Counting only lines that contain the string "evaluate", how many are there in the data? Say the number alone.

### DATASET
◇ ◇ ◇ ◇ ◇ ◇ ◇
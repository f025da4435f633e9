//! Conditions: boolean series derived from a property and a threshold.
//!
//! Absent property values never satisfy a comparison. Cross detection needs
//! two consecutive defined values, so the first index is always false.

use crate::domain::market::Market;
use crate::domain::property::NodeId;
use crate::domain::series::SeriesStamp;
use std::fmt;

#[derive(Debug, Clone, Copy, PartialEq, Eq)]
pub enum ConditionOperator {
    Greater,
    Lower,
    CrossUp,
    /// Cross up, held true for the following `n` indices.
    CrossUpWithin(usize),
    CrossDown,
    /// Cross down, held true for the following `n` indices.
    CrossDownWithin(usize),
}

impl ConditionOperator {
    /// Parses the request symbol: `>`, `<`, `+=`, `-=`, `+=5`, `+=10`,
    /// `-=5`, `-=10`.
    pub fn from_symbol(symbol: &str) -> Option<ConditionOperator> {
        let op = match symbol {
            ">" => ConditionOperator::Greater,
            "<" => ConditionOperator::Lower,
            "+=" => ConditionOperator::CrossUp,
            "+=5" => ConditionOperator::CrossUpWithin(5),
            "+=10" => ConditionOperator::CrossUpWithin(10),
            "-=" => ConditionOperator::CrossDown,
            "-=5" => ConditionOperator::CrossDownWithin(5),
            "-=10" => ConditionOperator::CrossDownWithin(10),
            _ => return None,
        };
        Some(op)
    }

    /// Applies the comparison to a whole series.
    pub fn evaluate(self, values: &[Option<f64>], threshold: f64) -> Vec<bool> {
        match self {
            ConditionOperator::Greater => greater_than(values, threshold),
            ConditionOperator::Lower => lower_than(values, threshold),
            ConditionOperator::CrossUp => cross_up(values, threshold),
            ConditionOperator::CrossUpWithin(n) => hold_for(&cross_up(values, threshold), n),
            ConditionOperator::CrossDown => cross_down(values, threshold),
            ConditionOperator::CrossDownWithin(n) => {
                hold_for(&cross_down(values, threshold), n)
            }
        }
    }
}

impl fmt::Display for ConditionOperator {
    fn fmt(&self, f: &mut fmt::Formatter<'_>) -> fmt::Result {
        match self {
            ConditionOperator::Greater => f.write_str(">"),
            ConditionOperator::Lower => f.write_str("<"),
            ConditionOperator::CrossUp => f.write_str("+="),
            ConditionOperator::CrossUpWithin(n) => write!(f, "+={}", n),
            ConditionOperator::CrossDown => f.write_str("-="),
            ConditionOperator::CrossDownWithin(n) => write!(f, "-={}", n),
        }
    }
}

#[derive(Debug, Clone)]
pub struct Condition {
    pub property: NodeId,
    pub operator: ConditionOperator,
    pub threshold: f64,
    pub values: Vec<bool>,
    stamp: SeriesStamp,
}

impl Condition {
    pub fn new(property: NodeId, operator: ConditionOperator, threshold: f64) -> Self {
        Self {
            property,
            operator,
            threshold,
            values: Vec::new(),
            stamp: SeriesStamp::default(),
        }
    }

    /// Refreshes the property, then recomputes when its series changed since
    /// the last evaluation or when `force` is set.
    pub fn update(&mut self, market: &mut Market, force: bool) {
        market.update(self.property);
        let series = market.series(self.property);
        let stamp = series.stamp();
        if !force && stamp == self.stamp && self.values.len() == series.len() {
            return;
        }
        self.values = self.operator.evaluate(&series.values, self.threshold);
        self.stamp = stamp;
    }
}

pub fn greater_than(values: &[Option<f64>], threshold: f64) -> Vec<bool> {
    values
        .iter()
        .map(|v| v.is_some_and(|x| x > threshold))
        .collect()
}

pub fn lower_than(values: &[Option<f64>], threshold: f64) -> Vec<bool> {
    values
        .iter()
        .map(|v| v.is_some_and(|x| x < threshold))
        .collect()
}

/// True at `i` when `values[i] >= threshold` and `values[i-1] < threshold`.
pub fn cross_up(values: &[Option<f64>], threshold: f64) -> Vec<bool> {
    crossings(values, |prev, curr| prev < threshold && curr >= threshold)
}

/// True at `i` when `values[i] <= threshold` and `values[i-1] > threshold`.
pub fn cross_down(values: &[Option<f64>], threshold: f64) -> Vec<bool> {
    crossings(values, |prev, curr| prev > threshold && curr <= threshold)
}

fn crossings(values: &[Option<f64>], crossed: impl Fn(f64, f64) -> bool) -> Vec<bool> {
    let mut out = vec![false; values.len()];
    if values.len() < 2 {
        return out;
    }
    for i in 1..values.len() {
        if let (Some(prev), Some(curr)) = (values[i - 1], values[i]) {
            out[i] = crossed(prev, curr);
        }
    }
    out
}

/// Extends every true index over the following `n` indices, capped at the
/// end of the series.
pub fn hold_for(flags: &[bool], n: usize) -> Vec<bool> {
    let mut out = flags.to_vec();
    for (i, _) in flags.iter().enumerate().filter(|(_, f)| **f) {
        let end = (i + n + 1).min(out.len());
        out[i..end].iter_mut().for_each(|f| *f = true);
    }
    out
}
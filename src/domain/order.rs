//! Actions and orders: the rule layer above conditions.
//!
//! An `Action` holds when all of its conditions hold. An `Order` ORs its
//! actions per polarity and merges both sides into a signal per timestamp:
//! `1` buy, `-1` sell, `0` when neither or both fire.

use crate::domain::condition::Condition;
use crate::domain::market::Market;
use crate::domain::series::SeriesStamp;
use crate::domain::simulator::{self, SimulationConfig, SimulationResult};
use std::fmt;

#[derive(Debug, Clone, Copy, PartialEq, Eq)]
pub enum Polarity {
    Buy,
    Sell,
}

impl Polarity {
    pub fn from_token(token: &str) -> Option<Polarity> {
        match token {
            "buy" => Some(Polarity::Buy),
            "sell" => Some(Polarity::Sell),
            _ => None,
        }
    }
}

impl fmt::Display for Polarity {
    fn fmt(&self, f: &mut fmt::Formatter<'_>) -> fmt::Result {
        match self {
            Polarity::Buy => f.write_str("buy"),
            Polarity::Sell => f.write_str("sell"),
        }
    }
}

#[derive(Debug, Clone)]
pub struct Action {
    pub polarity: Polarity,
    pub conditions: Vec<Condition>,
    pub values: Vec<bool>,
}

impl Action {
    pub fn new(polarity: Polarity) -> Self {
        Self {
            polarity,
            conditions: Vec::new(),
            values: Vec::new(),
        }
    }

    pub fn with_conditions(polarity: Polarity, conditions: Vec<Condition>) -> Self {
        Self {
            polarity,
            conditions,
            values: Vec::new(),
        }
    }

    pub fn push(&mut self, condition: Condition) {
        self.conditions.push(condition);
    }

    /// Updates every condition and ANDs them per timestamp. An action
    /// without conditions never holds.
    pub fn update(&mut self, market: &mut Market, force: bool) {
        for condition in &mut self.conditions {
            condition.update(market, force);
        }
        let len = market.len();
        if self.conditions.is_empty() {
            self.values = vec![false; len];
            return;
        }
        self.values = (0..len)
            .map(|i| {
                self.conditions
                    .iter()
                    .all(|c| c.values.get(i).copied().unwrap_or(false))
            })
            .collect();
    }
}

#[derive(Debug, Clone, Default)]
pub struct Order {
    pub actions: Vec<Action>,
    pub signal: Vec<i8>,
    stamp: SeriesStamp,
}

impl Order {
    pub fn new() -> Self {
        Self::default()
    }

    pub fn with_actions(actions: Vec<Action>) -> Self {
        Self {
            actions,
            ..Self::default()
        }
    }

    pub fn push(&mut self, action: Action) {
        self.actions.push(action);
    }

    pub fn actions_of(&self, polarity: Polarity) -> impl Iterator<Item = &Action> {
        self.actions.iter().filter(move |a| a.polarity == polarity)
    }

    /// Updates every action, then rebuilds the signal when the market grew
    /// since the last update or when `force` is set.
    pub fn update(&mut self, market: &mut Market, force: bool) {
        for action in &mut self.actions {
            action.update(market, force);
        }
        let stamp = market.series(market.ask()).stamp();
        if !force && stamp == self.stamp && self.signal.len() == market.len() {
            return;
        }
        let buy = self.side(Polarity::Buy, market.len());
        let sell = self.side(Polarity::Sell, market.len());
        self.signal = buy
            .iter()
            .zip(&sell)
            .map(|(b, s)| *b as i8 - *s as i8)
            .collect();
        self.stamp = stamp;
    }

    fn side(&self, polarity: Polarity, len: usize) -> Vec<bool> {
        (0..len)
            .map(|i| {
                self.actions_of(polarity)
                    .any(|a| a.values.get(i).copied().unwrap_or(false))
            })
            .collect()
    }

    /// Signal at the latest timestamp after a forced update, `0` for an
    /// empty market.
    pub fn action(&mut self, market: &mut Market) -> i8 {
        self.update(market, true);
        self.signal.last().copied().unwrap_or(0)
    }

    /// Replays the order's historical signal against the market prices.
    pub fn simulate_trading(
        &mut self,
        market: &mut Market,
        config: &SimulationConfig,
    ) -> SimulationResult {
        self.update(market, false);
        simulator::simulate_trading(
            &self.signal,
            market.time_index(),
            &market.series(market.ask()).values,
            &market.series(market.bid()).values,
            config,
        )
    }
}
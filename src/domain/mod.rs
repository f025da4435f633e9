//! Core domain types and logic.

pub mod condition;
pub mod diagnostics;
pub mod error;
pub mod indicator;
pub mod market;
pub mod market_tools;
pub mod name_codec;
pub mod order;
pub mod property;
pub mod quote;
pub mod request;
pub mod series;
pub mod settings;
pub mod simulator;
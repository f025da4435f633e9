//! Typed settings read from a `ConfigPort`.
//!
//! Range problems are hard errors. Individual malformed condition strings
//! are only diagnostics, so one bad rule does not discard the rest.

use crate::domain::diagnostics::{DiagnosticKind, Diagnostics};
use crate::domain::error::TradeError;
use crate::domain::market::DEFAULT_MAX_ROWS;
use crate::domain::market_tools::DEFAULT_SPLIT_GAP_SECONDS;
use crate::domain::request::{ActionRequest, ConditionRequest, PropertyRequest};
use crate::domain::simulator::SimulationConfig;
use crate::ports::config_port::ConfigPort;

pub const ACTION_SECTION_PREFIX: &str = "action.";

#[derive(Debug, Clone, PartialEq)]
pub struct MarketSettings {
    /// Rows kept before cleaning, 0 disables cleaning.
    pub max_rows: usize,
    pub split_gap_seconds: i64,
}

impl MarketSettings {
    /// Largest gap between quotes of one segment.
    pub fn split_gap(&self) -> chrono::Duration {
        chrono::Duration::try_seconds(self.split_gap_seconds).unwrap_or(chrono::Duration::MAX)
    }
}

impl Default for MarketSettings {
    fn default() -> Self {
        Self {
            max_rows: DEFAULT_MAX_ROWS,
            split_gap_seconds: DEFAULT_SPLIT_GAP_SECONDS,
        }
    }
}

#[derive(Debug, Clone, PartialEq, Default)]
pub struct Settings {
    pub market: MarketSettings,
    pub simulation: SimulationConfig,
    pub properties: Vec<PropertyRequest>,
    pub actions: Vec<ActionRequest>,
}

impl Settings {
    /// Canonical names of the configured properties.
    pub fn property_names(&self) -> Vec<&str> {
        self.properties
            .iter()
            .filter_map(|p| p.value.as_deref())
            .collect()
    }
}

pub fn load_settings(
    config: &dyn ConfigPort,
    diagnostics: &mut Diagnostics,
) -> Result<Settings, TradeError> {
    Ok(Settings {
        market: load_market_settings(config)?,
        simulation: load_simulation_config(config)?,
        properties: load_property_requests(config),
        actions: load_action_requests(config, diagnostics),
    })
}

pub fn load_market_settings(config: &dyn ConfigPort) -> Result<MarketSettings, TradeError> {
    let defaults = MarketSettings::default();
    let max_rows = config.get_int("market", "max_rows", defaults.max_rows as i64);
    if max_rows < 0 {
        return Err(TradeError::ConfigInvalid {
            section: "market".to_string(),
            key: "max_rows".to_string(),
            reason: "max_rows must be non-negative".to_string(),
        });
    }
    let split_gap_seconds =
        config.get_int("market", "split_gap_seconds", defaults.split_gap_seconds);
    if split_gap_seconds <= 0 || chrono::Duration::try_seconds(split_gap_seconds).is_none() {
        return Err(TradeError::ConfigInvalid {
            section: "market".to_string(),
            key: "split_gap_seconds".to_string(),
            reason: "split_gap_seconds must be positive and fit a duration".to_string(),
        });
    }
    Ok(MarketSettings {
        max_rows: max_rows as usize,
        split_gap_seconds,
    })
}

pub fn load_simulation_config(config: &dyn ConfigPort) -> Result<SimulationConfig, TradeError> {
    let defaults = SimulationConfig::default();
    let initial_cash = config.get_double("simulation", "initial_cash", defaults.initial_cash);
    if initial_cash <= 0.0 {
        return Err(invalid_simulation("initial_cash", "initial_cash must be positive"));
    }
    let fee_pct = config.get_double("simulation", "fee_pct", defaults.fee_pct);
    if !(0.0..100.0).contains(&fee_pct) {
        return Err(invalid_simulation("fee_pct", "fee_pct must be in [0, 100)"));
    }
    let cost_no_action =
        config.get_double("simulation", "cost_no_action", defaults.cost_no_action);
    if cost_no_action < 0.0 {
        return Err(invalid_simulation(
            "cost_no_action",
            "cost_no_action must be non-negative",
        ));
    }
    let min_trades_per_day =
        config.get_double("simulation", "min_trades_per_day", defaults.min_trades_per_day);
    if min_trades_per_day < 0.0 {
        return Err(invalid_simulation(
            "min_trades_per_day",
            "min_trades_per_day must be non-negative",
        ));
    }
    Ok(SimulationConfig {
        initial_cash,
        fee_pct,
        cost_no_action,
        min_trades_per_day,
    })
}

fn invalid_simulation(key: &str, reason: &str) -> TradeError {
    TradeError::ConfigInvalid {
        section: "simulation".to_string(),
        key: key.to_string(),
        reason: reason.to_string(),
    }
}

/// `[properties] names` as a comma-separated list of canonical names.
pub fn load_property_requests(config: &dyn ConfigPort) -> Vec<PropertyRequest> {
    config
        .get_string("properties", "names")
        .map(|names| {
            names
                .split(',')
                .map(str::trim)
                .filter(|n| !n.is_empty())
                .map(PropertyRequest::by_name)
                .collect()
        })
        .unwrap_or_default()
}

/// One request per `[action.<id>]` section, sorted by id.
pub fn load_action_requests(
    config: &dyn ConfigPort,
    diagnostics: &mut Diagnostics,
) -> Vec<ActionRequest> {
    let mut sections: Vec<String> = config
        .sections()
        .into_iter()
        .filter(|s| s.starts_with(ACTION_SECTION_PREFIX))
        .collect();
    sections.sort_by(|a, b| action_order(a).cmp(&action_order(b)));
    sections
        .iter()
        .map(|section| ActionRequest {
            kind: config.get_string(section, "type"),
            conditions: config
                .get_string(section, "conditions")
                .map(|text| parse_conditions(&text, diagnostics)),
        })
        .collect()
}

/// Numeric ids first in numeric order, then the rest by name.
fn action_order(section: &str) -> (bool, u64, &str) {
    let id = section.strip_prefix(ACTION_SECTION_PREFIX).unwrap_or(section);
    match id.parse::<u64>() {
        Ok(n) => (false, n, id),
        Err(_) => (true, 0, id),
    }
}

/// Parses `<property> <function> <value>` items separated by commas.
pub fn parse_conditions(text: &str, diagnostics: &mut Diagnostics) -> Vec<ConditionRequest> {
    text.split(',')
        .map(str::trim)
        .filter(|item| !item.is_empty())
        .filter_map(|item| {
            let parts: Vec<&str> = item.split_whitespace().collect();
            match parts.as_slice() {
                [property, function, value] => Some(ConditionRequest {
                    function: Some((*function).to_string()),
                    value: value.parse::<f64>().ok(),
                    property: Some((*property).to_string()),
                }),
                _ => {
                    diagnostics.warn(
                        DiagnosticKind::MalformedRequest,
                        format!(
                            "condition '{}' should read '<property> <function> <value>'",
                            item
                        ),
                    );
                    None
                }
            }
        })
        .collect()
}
◇ ◇ ◇ ◇ ◇ ◇ ◇
### REPLY
2